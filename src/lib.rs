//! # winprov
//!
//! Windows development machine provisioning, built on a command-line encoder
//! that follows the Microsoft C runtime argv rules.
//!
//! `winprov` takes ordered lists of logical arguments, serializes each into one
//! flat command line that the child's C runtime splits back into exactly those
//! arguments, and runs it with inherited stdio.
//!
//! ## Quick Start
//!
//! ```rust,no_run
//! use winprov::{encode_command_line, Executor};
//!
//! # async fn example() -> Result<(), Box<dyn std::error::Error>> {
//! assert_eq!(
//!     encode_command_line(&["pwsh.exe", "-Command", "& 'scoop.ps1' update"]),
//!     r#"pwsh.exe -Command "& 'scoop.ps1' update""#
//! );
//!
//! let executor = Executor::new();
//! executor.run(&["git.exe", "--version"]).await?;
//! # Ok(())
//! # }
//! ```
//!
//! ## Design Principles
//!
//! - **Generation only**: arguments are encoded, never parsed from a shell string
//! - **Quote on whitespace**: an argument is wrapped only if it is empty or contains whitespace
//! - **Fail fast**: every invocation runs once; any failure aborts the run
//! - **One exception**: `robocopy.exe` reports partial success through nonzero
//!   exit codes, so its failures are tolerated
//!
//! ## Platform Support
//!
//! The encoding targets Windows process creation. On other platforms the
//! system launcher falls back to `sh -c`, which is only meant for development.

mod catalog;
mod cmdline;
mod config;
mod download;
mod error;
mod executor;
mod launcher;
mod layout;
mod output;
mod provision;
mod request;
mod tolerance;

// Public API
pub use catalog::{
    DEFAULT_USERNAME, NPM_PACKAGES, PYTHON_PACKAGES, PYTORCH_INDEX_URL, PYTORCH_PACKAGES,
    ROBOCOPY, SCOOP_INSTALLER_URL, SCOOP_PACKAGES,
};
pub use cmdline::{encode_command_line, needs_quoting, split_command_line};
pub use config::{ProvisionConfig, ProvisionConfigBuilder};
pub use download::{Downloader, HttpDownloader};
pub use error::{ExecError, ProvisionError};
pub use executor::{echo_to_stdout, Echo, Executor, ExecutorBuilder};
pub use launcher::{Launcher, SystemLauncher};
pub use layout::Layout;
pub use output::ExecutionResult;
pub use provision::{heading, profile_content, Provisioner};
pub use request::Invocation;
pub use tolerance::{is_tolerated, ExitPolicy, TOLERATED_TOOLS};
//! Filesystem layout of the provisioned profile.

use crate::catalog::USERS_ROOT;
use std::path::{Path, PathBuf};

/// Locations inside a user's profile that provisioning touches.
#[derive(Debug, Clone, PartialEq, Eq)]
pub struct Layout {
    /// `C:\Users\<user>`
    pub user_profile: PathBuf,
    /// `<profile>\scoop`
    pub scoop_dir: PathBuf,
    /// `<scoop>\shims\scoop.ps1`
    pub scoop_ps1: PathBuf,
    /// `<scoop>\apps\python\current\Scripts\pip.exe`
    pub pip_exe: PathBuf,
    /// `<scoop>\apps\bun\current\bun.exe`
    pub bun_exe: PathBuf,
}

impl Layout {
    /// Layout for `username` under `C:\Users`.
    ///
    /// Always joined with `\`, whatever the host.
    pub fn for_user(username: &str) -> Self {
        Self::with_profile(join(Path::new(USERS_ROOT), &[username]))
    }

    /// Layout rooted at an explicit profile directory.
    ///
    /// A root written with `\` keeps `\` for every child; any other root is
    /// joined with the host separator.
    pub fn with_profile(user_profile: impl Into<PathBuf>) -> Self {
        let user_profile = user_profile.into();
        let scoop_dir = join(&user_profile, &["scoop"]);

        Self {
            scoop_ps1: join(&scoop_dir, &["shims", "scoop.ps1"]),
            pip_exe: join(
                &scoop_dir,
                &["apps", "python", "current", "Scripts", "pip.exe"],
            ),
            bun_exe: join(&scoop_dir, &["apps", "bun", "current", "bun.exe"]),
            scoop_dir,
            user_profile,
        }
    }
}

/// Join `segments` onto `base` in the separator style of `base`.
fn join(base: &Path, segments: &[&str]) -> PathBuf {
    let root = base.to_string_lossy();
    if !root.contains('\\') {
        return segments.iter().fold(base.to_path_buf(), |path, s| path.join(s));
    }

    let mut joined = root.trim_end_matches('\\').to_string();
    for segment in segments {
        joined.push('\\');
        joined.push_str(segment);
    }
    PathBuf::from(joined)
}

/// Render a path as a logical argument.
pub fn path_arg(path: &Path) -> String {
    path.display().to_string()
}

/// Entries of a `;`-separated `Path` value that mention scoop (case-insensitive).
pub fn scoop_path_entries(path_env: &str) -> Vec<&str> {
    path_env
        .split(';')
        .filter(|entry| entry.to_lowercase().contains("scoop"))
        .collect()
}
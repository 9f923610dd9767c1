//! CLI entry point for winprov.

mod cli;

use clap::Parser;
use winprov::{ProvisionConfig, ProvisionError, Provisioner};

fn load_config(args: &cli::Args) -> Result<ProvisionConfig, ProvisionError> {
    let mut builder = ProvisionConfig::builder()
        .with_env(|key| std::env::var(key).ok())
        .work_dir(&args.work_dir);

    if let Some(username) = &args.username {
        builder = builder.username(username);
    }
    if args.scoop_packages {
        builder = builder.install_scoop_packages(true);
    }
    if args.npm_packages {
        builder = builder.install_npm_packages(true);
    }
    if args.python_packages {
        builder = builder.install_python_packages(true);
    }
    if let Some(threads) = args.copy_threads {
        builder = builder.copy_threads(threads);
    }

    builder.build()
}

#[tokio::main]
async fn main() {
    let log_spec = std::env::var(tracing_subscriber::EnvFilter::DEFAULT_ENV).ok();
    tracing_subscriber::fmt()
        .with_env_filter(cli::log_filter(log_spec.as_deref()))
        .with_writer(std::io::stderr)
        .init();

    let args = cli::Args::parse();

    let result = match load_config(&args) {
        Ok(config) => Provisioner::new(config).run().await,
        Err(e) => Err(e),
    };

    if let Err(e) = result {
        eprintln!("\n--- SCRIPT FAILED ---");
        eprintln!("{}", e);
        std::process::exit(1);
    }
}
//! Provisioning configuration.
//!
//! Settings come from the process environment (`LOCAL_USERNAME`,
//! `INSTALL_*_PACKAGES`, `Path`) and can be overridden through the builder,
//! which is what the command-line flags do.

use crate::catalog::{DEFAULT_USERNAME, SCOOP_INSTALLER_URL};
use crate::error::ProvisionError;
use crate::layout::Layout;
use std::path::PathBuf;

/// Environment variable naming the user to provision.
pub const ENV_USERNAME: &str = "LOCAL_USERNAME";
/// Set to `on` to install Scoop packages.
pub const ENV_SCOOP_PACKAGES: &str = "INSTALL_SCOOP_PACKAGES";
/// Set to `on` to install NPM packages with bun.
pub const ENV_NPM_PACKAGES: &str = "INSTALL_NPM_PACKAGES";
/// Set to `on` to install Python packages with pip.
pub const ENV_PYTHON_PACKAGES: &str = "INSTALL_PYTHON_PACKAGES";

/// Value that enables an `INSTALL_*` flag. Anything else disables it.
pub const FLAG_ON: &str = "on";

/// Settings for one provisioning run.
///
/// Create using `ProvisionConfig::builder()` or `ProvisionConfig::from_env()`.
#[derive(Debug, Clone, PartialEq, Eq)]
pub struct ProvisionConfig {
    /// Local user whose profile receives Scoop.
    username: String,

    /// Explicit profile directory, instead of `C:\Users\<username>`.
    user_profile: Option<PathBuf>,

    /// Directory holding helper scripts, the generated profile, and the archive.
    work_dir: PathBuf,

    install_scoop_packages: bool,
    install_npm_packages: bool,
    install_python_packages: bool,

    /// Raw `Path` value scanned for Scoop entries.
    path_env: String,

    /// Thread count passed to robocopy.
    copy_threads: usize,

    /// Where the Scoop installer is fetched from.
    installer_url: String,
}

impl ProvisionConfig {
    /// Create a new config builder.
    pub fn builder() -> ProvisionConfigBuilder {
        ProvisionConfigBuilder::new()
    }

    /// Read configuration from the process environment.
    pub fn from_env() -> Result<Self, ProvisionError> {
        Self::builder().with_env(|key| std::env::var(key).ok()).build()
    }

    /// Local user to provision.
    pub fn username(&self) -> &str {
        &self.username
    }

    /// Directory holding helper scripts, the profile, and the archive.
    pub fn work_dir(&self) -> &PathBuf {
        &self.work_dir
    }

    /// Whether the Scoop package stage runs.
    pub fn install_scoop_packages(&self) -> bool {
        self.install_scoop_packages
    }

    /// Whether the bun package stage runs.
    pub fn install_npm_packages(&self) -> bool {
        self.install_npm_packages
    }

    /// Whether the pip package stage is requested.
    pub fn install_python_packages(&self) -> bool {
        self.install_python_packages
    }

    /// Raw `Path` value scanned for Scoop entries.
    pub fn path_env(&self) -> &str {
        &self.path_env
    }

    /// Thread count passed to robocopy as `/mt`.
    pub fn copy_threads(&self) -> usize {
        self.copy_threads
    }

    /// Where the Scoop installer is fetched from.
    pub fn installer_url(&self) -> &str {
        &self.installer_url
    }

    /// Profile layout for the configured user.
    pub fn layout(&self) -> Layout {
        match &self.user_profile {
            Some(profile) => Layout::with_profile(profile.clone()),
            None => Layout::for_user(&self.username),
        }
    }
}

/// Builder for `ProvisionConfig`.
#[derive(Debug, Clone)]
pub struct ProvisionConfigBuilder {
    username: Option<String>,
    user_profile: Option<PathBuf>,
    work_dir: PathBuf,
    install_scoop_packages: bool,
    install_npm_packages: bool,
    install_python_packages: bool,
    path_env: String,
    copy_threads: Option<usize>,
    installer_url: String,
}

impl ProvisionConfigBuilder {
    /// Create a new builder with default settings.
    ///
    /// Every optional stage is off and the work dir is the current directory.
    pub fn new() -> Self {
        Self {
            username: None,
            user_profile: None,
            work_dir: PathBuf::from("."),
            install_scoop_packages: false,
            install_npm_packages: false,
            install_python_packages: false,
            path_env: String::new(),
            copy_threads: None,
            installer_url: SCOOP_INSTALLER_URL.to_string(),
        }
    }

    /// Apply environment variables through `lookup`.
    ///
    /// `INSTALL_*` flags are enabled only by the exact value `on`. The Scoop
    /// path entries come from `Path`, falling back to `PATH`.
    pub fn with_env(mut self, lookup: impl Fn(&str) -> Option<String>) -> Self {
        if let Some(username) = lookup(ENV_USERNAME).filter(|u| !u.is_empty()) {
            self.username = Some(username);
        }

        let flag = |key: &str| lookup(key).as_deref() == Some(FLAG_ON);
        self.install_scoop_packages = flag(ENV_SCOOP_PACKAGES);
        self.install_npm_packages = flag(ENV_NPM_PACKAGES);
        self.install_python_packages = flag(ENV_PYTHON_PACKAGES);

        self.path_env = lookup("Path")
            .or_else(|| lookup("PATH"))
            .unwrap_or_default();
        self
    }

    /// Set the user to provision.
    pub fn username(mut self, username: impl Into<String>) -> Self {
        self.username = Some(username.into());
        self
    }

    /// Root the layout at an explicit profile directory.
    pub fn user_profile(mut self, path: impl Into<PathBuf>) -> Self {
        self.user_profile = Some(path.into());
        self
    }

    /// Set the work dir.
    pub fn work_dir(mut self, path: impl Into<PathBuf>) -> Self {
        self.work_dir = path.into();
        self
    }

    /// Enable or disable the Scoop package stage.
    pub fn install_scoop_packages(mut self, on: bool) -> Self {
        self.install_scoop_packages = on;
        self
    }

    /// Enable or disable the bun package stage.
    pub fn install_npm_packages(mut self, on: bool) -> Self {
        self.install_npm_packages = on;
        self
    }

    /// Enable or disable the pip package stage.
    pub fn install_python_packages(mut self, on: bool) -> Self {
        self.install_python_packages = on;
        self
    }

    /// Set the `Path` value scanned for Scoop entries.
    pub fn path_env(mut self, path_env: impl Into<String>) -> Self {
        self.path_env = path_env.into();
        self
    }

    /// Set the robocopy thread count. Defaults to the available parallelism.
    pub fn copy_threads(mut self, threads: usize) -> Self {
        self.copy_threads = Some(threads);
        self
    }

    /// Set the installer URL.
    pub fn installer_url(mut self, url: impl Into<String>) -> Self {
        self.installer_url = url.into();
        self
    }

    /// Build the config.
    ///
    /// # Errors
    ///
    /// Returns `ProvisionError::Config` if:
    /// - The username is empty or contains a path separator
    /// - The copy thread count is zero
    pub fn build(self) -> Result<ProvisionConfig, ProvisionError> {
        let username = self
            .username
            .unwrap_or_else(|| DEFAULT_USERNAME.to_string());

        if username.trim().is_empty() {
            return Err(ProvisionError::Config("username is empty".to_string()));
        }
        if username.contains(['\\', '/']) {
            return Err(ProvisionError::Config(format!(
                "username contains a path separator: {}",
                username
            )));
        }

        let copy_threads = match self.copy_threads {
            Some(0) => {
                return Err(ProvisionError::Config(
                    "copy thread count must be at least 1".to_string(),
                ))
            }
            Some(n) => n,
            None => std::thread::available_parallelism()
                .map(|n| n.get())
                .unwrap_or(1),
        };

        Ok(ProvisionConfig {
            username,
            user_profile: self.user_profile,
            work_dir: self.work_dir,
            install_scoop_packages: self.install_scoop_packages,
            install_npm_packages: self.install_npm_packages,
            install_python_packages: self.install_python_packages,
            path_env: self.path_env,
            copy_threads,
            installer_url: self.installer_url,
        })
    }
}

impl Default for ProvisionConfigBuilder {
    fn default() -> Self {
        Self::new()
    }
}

■ ■ ■

YOUR OBJECTIVE
Show all lines in the preceding material that have "pwsh" in them.

RESPONSE TO THE TASK
//!     encode_command_line(&["pwsh.exe", "-Command", "& 'scoop.ps1' update"]),
//!     r#"pwsh.exe -Command "& 'scoop.ps1' update""#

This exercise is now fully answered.